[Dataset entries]
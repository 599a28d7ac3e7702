//! Contains the common [`ErrorKind`] trait used by all errors raised while lowering a form, and
//! the [`Error`] type that pairs an error kind with the expression it originated from.
//!
//! Form expressions have no source file. Instead, every [`Error`] carries a rendering of the
//! offending expression (see [`Error::source`]), and the spans of the error point into that
//! rendering. This lets [`ariadne`] highlight the node that caused the failure the same way it
//! would highlight a region of source code.

use ariadne::{Color, Report, Source};
use std::{any::Any, fmt::{self, Debug, Display}, io::{self, Write}, ops::Range};

extern crate self as formc_error;

/// The color to use to highlight expressions.
pub const EXPR: Color = Color::RGB(52, 235, 152);

/// Represents any kind of error that can occur while building the IR of a form.
pub trait ErrorKind: Debug + Send + Sync {
    /// Returns this error kind as [`Any`], so that it can be downcast to its concrete type.
    fn as_any(&self) -> &dyn Any;

    /// Returns the message displayed at the top of the report.
    fn message(&self) -> String;

    /// Builds the report for this error.
    fn build_report<'a>(
        &self,
        src_id: &'a str,
        spans: &[Range<usize>],
    ) -> Report<(&'a str, Range<usize>)>;
}

/// An error associated with the rendering of the expression it originated from.
#[derive(Debug)]
pub struct Error {
    /// The rendering of the expression (or edge) this error originated from.
    pub source: String,

    /// The regions of [`Error::source`] to highlight.
    pub spans: Vec<Range<usize>>,

    /// The kind of error that occurred.
    pub kind: Box<dyn ErrorKind>,
}

impl Error {
    /// Creates a new error that highlights the whole rendering of the given source.
    pub fn new(source: impl Display, kind: impl ErrorKind + 'static) -> Self {
        let source = source.to_string();
        let spans = vec![0..source.len()];
        Self { source, spans, kind: Box::new(kind) }
    }

    /// Creates a new error with the given source and spans.
    pub fn with_spans(
        source: impl Display,
        spans: Vec<Range<usize>>,
        kind: impl ErrorKind + 'static,
    ) -> Self {
        Self { source: source.to_string(), spans, kind: Box::new(kind) }
    }

    /// Returns a reference to the error kind if it is of type `K`.
    pub fn downcast_ref<K: ErrorKind + 'static>(&self) -> Option<&K> {
        self.kind.as_any().downcast_ref::<K>()
    }

    /// Returns true if the error kind is of type `K`.
    pub fn is<K: ErrorKind + 'static>(&self) -> bool {
        self.downcast_ref::<K>().is_some()
    }

    /// Build a report from this error kind.
    pub fn build_report<'a>(&self, src_id: &'a str) -> Report<(&'a str, Range<usize>)> {
        self.kind.build_report(src_id, &self.spans)
    }

    /// Writes the report of this error to the given writer.
    pub fn write_report(&self, src_id: &str, w: impl Write) -> io::Result<()> {
        self.build_report(src_id)
            .write((src_id, Source::from(&self.source)), w)
    }
}

impl Display for Error {
    fn fmt(&self, f: &mut fmt::Formatter<'_>) -> fmt::Result {
        write!(f, "{}", self.kind.message())?;
        if !self.source.is_empty() {
            write!(f, ": `{}`", self.source)?;
        }
        Ok(())
    }
}

impl std::error::Error for Error {}

#[cfg(test)]
mod tests {
    use formc_attrs::ErrorKind;
    use super::*;

    #[derive(Debug, ErrorKind)]
    #[error(
        message = format!("operand has rank {}", self.rank),
        labels = ["this operand"],
        help = "index the operand down to a scalar first",
    )]
    struct BadRank {
        rank: usize,
    }

    #[derive(Debug, ErrorKind)]
    #[error(message = "unit error", labels = [""])]
    struct Unit;

    fn render(err: &Error) -> String {
        let mut buf = Vec::new();
        err.write_report("form", &mut buf).unwrap();
        String::from_utf8(strip_ansi_escapes::strip(buf)).unwrap()
    }

    #[test]
    fn display_includes_source() {
        let err = Error::new("grad(u)", BadRank { rank: 1 });
        assert_eq!(err.to_string(), "operand has rank 1: `grad(u)`");
    }

    #[test]
    fn downcast() {
        let err = Error::new("u", BadRank { rank: 2 });
        assert!(err.is::<BadRank>());
        assert!(!err.is::<Unit>());
        assert_eq!(err.downcast_ref::<BadRank>().unwrap().rank, 2);
    }

    #[test]
    fn report_contains_message_label_and_help() {
        let err = Error::new("T[0, 1]", BadRank { rank: 2 });
        let report = render(&err);
        assert!(report.contains("operand has rank 2"));
        assert!(report.contains("this operand"));
        assert!(report.contains("index the operand down to a scalar first"));
        assert!(report.contains("T[0, 1]"));
    }

    #[test]
    fn empty_source_renders() {
        let err = Error::with_spans("", vec![], Unit);
        assert_eq!(err.to_string(), "unit error");
        assert!(render(&err).contains("unit error"));
    }
}
#[cfg(test)]
mod tests {
    use crate::{error::NoScalarPlan, expr::Side};
    use pretty_assertions::assert_eq;
    use super::*;

    fn scalars(expr: &Expr) -> Vec<Expr> {
        expr.scalar_components().unwrap()
    }

    #[test]
    fn pointwise_sum() {
        let u = Expr::coefficient("u", vec![2]);
        let w = Expr::coefficient("w", vec![2]);
        let sum = Expr::sum(&u, &w).unwrap();
        assert_eq!(sum.scalar_plan().unwrap(), vec![
            Component::Apply(ScalarOp::Sum, vec![(0, 0), (1, 0)]),
            Component::Apply(ScalarOp::Sum, vec![(0, 1), (1, 1)]),
        ]);

        let rebuilt = sum.reconstruct(&[scalars(&u), scalars(&w)]).unwrap();
        let rendered = rebuilt.iter().map(|e| e.to_string()).collect::<Vec<_>>();
        assert_eq!(rendered, vec!["u[0] + w[0]", "u[1] + w[1]"]);
    }

    #[test]
    fn product_broadcasts_free_indices() {
        let i = FreeIndex(0);
        let a = Expr::coefficient("a", vec![3]).indexed(&[Index::Free(i)]).unwrap();
        let c = Expr::coefficient("c", vec![]);
        let ac = Expr::product(&a, &c).unwrap();
        assert_eq!(ac.scalar_plan().unwrap(), vec![
            Component::Apply(ScalarOp::Product, vec![(0, 0), (1, 0)]),
            Component::Apply(ScalarOp::Product, vec![(0, 1), (1, 0)]),
            Component::Apply(ScalarOp::Product, vec![(0, 2), (1, 0)]),
        ]);
    }

    #[test]
    fn list_tensor_aliases_items() {
        let a = Expr::coefficient("a", vec![2]);
        let b = Expr::coefficient("b", vec![2]);
        let m = Expr::list_tensor(vec![a, b]).unwrap();
        assert_eq!(m.scalar_plan().unwrap(), vec![
            Component::Alias((0, 0)),
            Component::Alias((0, 1)),
            Component::Alias((1, 0)),
            Component::Alias((1, 1)),
        ]);
    }

    #[test]
    fn indexing_an_operator() {
        let a = Expr::coefficient("a", vec![]);
        let b = Expr::coefficient("b", vec![]);
        let v = Expr::list_tensor(vec![a.clone(), Expr::product(&a, &b).unwrap()]).unwrap();
        let v1 = v.component(&[1]).unwrap();
        assert_eq!(v1.scalar_plan().unwrap(), vec![Component::Alias((0, 1))]);

        let i = FreeIndex(0);
        let vi = v.indexed(&[Index::Free(i)]).unwrap();
        assert_eq!(vi.scalar_plan().unwrap(), vec![
            Component::Alias((0, 0)),
            Component::Alias((0, 1)),
        ]);
    }

    #[test]
    fn index_sum_contracts() {
        let i = FreeIndex(0);
        let j = FreeIndex(1);
        let a = Expr::coefficient("A", vec![2, 2]);
        let aij = a.indexed(&[Index::Free(i), Index::Free(j)]).unwrap();
        let summed = Expr::index_sum(&aij, j).unwrap();
        assert_eq!(summed.scalar_plan().unwrap(), vec![
            Component::Fold(ScalarOp::Sum, vec![(0, 0), (0, 1)]),
            Component::Fold(ScalarOp::Sum, vec![(0, 2), (0, 3)]),
        ]);

        let rebuilt = summed.reconstruct(&[scalars(&aij), Vec::new()]).unwrap();
        let rendered = rebuilt.iter().map(|e| e.to_string()).collect::<Vec<_>>();
        assert_eq!(rendered, vec!["A[0, 0] + A[0, 1]", "A[1, 0] + A[1, 1]"]);
    }

    #[test]
    fn long_index_sum_folds_pairwise() {
        let i = FreeIndex(0);
        let a = Expr::coefficient("a", vec![3]);
        let summed = Expr::index_sum(&a.indexed(&[Index::Free(i)]).unwrap(), i).unwrap();
        let plan = summed.scalar_plan().unwrap();
        assert_eq!(plan, vec![Component::Fold(ScalarOp::Sum, vec![(0, 0), (0, 1), (0, 2)])]);

        let mut steps = Vec::new();
        let total = plan[0].evaluate(
            |(_, k)| Ok(k.to_string()),
            |op, args| {
                assert_eq!(args.len(), 2);
                let step = format!("({} {} {})", args[0], op.name(), args[1]);
                steps.push(step.clone());
                Ok(step)
            },
        ).unwrap();
        assert_eq!(total, "((0 + 1) + 2)");
        assert_eq!(steps, vec!["(0 + 1)", "((0 + 1) + 2)"]);
    }

    #[test]
    fn empty_fold() {
        let fold = Component::Fold(ScalarOp::Sum, Vec::new());
        let err = fold.evaluate(|_| Ok(0), |_, _| Ok(0)).unwrap_err();
        assert!(err.is::<ScalarArity>());
    }

    #[test]
    fn trivial_index_sum_is_an_alias() {
        let i = FreeIndex(0);
        let a = Expr::coefficient("a", vec![1]).indexed(&[Index::Free(i)]).unwrap();
        let summed = Expr::index_sum(&a, i).unwrap();
        assert_eq!(summed.scalar_plan().unwrap(), vec![Component::Alias((0, 0))]);
    }

    #[test]
    fn component_tensor_transposes() {
        let i = FreeIndex(0);
        let j = FreeIndex(1);
        let a = Expr::coefficient("A", vec![2, 3]);
        let aij = a.indexed(&[Index::Free(i), Index::Free(j)]).unwrap();
        let transposed = Expr::component_tensor(&aij, &[j, i]).unwrap();
        assert_eq!(transposed.shape(), &[3, 2]);

        let plan = transposed.scalar_plan().unwrap()
            .into_iter()
            .map(|component| match component {
                Component::Alias((0, k)) => k,
                other => panic!("unexpected component {:?}", other),
            })
            .collect::<Vec<_>>();
        assert_eq!(plan, vec![0, 3, 1, 4, 2, 5]);
    }

    #[test]
    fn conditional_components() {
        let c = Expr::condition(ConditionKind::Lt, &Expr::coefficient("x", vec![]), &Expr::int(0)).unwrap();
        let t = Expr::coefficient("t", vec![2]);
        let f = Expr::coefficient("f", vec![2]);
        let cond = Expr::conditional(&c, &t, &f).unwrap();
        assert_eq!(cond.scalar_plan().unwrap(), vec![
            Component::Apply(ScalarOp::Conditional, vec![(0, 0), (1, 0), (2, 0)]),
            Component::Apply(ScalarOp::Conditional, vec![(0, 0), (1, 1), (2, 1)]),
        ]);
    }

    #[test]
    fn missing_operand_component() {
        let u = Expr::coefficient("u", vec![2]);
        let sum = Expr::sum(&u, &u).unwrap();
        let err = sum.reconstruct(&[scalars(&u), vec![u.component(&[0]).unwrap()]]).unwrap_err();
        assert_eq!(err.downcast_ref::<MissingComponent>(), Some(&MissingComponent {
            operand: 1,
            component: 1,
        }));
    }

    #[test]
    fn scalar_arity() {
        let a = Expr::coefficient("a", vec![]);
        let err = ScalarOp::Product.apply(&[a.clone()]).unwrap_err();
        assert_eq!(err.downcast_ref::<ScalarArity>(), Some(&ScalarArity {
            op: "*",
            expected: 2,
            given: 1,
        }));
        assert!(ScalarOp::Sum.apply(&[]).unwrap_err().is::<ScalarArity>());
        assert!(ScalarOp::Sum.apply(&[a.clone(), a.clone(), a]).unwrap_err().is::<ScalarArity>());
    }

    #[test]
    fn terminals_have_no_plan() {
        let u = Expr::argument(0, vec![]);
        assert!(u.scalar_plan().unwrap_err().is::<NoScalarPlan>());
        assert!(u.restricted(Side::Plus).scalar_plan().unwrap_err().is::<NoScalarPlan>());

        let sum = Expr::sum(&u, &u).unwrap();
        assert!(sum.grad(2).scalar_plan().unwrap_err().is::<NotModifiedTerminal>());
    }
}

Problem: Pick each line holding the word "Creates" out of the data and copy it.

Response for this exercise:
    /// Creates a new error that highlights the whole rendering of the given source.
    /// Creates a new error with the given source and spans.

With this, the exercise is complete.